Progress in Gene Therapy for Chronic Heart Failure

Chronic heart failure (CHF) is still the leading cause of morbidity and mortality worldwide, and carries with it large economic and social burdens. Although steady and substantial progress has been made in reducing mortality from heart failure using conventional treatments, novel pharmacologic and surgical interventions have not been effective in extending five year survival rates. Therefore, it is necessary to explore new therapies. Gene therapy was introduced in 1970s with the development of recombinant DNA technology. Due to recent progress in the understanding of myocardial metabolism and application of vector based gene transfer strategies in animal models and initial clinical trials, gene therapy possibly affords an ideal treatment alternative for CHF. In last 2 decades, much research has been done on gene therapy, using various genes, signal transduction passages and delivery methods to treat advanced heart failure.
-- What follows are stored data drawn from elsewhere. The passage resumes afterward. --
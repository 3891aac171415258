// build.rs

use clap::{Arg, ArgAction, Command};
use clap_mangen::Man;
use std::env;
use std::fs;
use std::path::PathBuf;

/// Common argument: recipe file or directory
fn recipe_arg() -> Arg {
    Arg::new("recipe")
        .default_value(".")
        .help("Recipe file, or a directory containing galley.toml")
}

/// Common argument: dependency index directory
fn index_arg() -> Arg {
    Arg::new("index")
        .short('i')
        .long("index")
        .value_name("DIR")
        .required(true)
        .help("Index directory holding <name>.toml entries")
}

/// Axis selection arguments
fn axis_args() -> [Arg; 2] {
    [
        Arg::new("profile")
            .short('p')
            .long("profile")
            .help("Profile name (looked up in the profiles directory) or path"),
        Arg::new("setting")
            .short('s')
            .long("setting")
            .value_name("NAME=VALUE")
            .action(ArgAction::Append)
            .help("Axis assignment applied after the profile"),
    ]
}

fn output_arg() -> Arg {
    Arg::new("output")
        .short('o')
        .long("output")
        .help("Output root (default: <recipe dir>/build-galley)")
}

fn run_command(name: &'static str, about: &'static str) -> Command {
    Command::new(name)
        .about(about)
        .arg(recipe_arg())
        .arg(index_arg())
        .args(axis_args())
        .arg(output_arg())
        .arg(Arg::new("cmake").long("cmake").help("CMake executable"))
        .arg(
            Arg::new("generator")
                .short('G')
                .long("generator")
                .help("CMake generator (e.g. Ninja)"),
        )
        .arg(Arg::new("jobs").short('j').long("jobs").help("Parallel build jobs"))
}

fn build_cli() -> Command {
    Command::new("galley")
        .version(env!("CARGO_PKG_VERSION"))
        .author("Galley Contributors")
        .about("Resolve, generate, build and package native software from a recipe")
        .subcommand_required(true)
        .arg(
            Arg::new("config")
                .long("config")
                .global(true)
                .help("Configuration file (default: <config dir>/galley/config.toml)"),
        )
        .subcommand(
            Command::new("inspect")
                .about("Validate a recipe and show what it declares")
                .arg(recipe_arg()),
        )
        .subcommand(
            Command::new("resolve")
                .about("Resolve a recipe's requirements against an index")
                .arg(recipe_arg())
                .arg(index_arg()),
        )
        .subcommand(
            Command::new("layout")
                .about("Show the on-disk layout for a configuration")
                .arg(recipe_arg())
                .args(axis_args())
                .arg(output_arg()),
        )
        .subcommand(run_command(
            "install",
            "Resolve dependencies and generate build inputs",
        ))
        .subcommand(run_command("build", "Install, then configure and build"))
        .subcommand(run_command("create", "Build, then install into the package root"))
        .subcommand(
            Command::new("completions")
                .about("Generate shell completions")
                .arg(Arg::new("shell").required(true).help("Shell to generate completions for")),
        )
}

fn main() {
    println!("cargo:rerun-if-changed=build.rs");

    let manifest_dir = match env::var("CARGO_MANIFEST_DIR") {
        Ok(dir) => PathBuf::from(dir),
        Err(e) => {
            println!("cargo:warning=CARGO_MANIFEST_DIR not set: {}", e);
            return;
        }
    };
    let man_dir = manifest_dir.join("man");

    if let Err(e) = fs::create_dir_all(&man_dir) {
        println!("cargo:warning=Failed to create man directory: {}", e);
        return;
    }

    let man = Man::new(build_cli());
    let mut buffer = Vec::new();

    if let Err(e) = man.render(&mut buffer) {
        println!("cargo:warning=Failed to render man page: {}", e);
        return;
    }

    let man_path = man_dir.join("galley.1");
    if let Err(e) = fs::write(&man_path, buffer) {
        println!("cargo:warning=Failed to write man page: {}", e);
    }
}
Current research in ischemic heart disease (IHD) mainly focuses on stimulating angiogenesis, modifying the coronary vascular environment, and improving the vascular endothelial function with localized gene coated catheters and stents. Compared with standard ischemic heart disease treatment, the main goal of gene therapy for CHF is to inhibit apoptosis, reduce the undesirable remodeling and increase contractility through the most efficient cardiomyocyte transfection [Katz 2012a]. In this paper, we review various gene transfer technologies in ischemic heart disease and heart failure models, and discuss the advantages and disadvantages of these strategies in vector-mediated cardiac gene delivery, with the main focus on the high efficiency approach of a molecular cardiac surgery delivery system.